The two TARDISes landed together but broke apart to allow the doors to open onto the rocky plateau strewn with rubble and super-heated pumice raining down from the darkened sky. There was no volcano nearby. The pumice had been thrown up hundreds of miles away into what was left of the outer atmosphere before being dropped back down onto the mountainside.

“Nobody goes out there,” Chris ordered. “I’m going to extend the TARDIS’s atmospheric shields as far as the cave entrance. It will deflect that stuff until I get back.”

“Just… cone back,” Carya told him. “Quickly.”

The shields were usually employed in holding back the vacuum of space when the doors were open in orbit, but they proved equally useful in creating a safe tunnel through the dangerous air. The super-heated pumice and red-hot dust created an ominous shell around the artificially created tunnel. If it failed – though that was very unlikely, he reminded himself – death would be painful but quick.
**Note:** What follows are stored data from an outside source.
use std::fmt;

use super::RemoteError;

/// Basic-auth credentials for the Confluence REST API
#[derive(Clone)]
pub struct Credentials {
    pub username: String,
    pub api_token: String,
}

impl fmt::Debug for Credentials {
    fn fmt(&self, f: &mut fmt::Formatter<'_>) -> fmt::Result {
        f.debug_struct("Credentials")
            .field("username", &self.username)
            .field("api_token", &"<redacted>")
            .finish()
    }
}

/// Where and as whom to migrate
#[derive(Debug, Clone)]
pub struct ConfluenceConfig {
    /// Wiki root, e.g. `https://acme.atlassian.net/wiki`
    pub base_url: String,
    pub credentials: Credentials,
}

impl ConfluenceConfig {
    pub const API_KEY_VAR: &'static str = "CONFLUENCE_API_KEY";
    pub const USER_VAR: &'static str = "CONFLUENCE_USER";
    pub const BASE_URL_VAR: &'static str = "CONFLUENCE_BASE_URL";
    pub const DOMAIN_VAR: &'static str = "JIRA_DOMAIN";

    /// Read the configuration from the process environment
    pub fn from_env() -> Result<Self, RemoteError> {
        Self::from_lookup(|name| std::env::var(name).ok())
    }

    /// Build the configuration from any variable source
    pub fn from_lookup<F>(lookup: F) -> Result<Self, RemoteError>
    where
        F: Fn(&str) -> Option<String>,
    {
        let require = |name: &str| {
            lookup(name)
                .map(|v| v.trim().to_string())
                .filter(|v| !v.is_empty())
                .ok_or_else(|| RemoteError::Config(format!("{} is not set", name)))
        };

        let base_url = match lookup(Self::BASE_URL_VAR).filter(|v| !v.trim().is_empty()) {
            Some(url) => url.trim().trim_end_matches('/').to_string(),
            None => format!("https://{}.atlassian.net/wiki", require(Self::DOMAIN_VAR)?),
        };

        Ok(Self {
            base_url,
            credentials: Credentials {
                username: require(Self::USER_VAR)?,
                api_token: require(Self::API_KEY_VAR)?,
            },
        })
    }
}

#[cfg(test)]
mod tests {
    use super::*;
    use std::collections::HashMap;

    fn lookup(vars: &[(&str, &str)]) -> impl Fn(&str) -> Option<String> {
        let map: HashMap<String, String> = vars
            .iter()
            .map(|(k, v)| (k.to_string(), v.to_string()))
            .collect();
        move |name| map.get(name).cloned()
    }

    #[test]
    fn test_domain_builds_cloud_url() {
        let config = ConfluenceConfig::from_lookup(lookup(&[
            ("JIRA_DOMAIN", "acme"),
            ("CONFLUENCE_USER", "me@acme.io"),
            ("CONFLUENCE_API_KEY", "secret"),
        ]))
        .unwrap();

        assert_eq!(config.base_url, "https://acme.atlassian.net/wiki");
        assert!(!format!("{:?}", config).contains("secret"));
    }

    #[test]
    fn test_base_url_overrides_domain() {
        let config = ConfluenceConfig::from_lookup(lookup(&[
            ("CONFLUENCE_BASE_URL", "http://localhost:8090/wiki/"),
            ("CONFLUENCE_USER", "me"),
            ("CONFLUENCE_API_KEY", "secret"),
        ]))
        .unwrap();

        assert_eq!(config.base_url, "http://localhost:8090/wiki");
    }

    #[test]
    fn test_missing_variable_is_named() {
        let err = ConfluenceConfig::from_lookup(lookup(&[("JIRA_DOMAIN", "acme")])).unwrap_err();
        assert!(err.to_string().contains("CONFLUENCE_USER"));
    }
}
He reached the cave entrance. He immediately turned his sonic screwdriver to penlight mode and surveyed the narrow space. There was a passageway ahead, but it was certainly no tourist attraction with hand rails and steps. He made his way carefully, increasingly aware of the natural magnetism above and around him. It dulled his telepathic nerves until they felt like they were wrapped in cotton wool.

He felt curiously alone. He had felt a psychic connection to his brother all his life. Even now he was used to Tilo’s developing skills and even some of Carya’s thoughts within the confines of the TARDIS.

But it was only a temporary inconvenience to him, and it was more important to find the refugee children inside the mountain.

His first indication of any living being within the passage was a glint of blue skin crouched warily. The slim young man looked unsure whether to fight or run.

“I’m here to help,” Chris promised. “How many are you? How far away? I have a safe space for you, with food and comfort.”

The blue youth looked at Chris’s pale skin that was at least partly inherited from his Scots side of his family. The very strangeness of his appearance convinced the lookout. The enemies they feared were the same colour as they were.

He beckoned to him to follow and disappeared into the tunnel. Chris hurried after him.

The tunnel widened out into a cavern lit by a few oil lamps. In their dim light Chris estimated that some five hundred children and young adults were sitting among boxes of hastily prepared provisions. Few of them talked. A terrible fear of their ultimate fate had set in long ago.

Most of them hadn’t noticed Chris’s arrival. Those that did looked at him without any expectation. One stranger couldn’t rescue them, surely?

Close to the tunnel entrance a young woman stifled a groan. Chris looked closer at her. She was heavily pregnant, possibly in the early stages of labour.

“You’re not going to have your baby here,” he told her. He gently lifted her into his arms. “All of you, come with me. I’ve a better place for you.”

They followed. They didn’t know what else to do. Chris brought them through the narrow caves and then to the shield he had created. Naturally, the children and youths who had already endured so much were nervous about passing through that strange tunnel.

They were even more reticent about entering the doorway into the grey cabinet of a default TARDIS, but they did so. Their surprise when they found comfortable places to rest within was palpable.

Chris brought the pregnant woman to a small, quiet bedroom. Some of her own people took over her care. She would be safe with them, now.

He returned to the console room. Trudi and Tristie had an obvious question for him.

“No, he wasn’t with this group,” he said. “But we’re not giving up, yet.”

Trudi nodded resignedly. There didn’t seem much else to say. She watched as the last of the refugees came into the TARDIS and Chris brought the two ships back into orbit while they considered the next possible rescue attempt.

“It would help if we knew how many more there were,” Chris admitted as he viewed the data that scrolled down his environmental console. He whistled softly.

“You already have one hundred and fifty thousand souls aboard your TARDIS.”

“Dad configured rooms for them all.”

“So I see. By rights the TARDIS should do that, of course. And… since the interior dimensions are virtually infinite, there is no real limit. But I doubt any TARDIS ever had that many passengers. Let me check your life support systems to make sure they can cope.”

“I never thought of that,” Trudi admitted. “I just take the TARDIS for granted… that it can do nearly everything.”

“It’s the NEARLY that’s the problem. You’re ok for now, but your TARDIS could probably do with soaking up some Rift energy for a few days when you get back to Earth. Cardiff in the early twenty-first century is good for that. Take a couple of quiet days in Wales.”

Trudi choked back a sob as she heard this advice. A holiday anywhere would be great, but first they had to find her husband.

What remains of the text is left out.